- Work to be completed -
Nothing but the lines from the start of the entries through the line containing "for error in" should appear in the answer, each given exactly.

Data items
........
#![no_main]

use libfuzzer_sys::fuzz_target;
use quill_core::config::ParserOptions;
use quill_core::parser::parse_script;

// Parse arbitrary input as a script, strict and tolerant.  The parser must
// return either an AST or an error, never panic or overflow the stack.
fuzz_target!(|data: &[u8]| {
    let Ok(source) = std::str::from_utf8(data) else {
        return;
    };
    if let Ok(out) = parse_script(source, ParserOptions::new()) {
        assert!(out.ast.loc.end.offset <= source.len());
    }
    if let Ok(out) = parse_script(source, ParserOptions::new().tolerant(true)) {
        for error in &out.errors {
            assert!(error.index <= source.len(), "error past end: {error:?}");
        }
    }
});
........
- Output of the task -
#![no_main]

use libfuzzer_sys::fuzz_target;
use quill_core::config::ParserOptions;
use quill_core::parser::parse_script;

// Parse arbitrary input as a script, strict and tolerant.  The parser must
// return either an AST or an error, never panic or overflow the stack.
fuzz_target!(|data: &[u8]| {
    let Ok(source) = std::str::from_utf8(data) else {
        return;
    };
    if let Ok(out) = parse_script(source, ParserOptions::new()) {
        assert!(out.ast.loc.end.offset <= source.len());
    }
    if let Ok(out) = parse_script(source, ParserOptions::new().tolerant(true)) {
        for error in &out.errors {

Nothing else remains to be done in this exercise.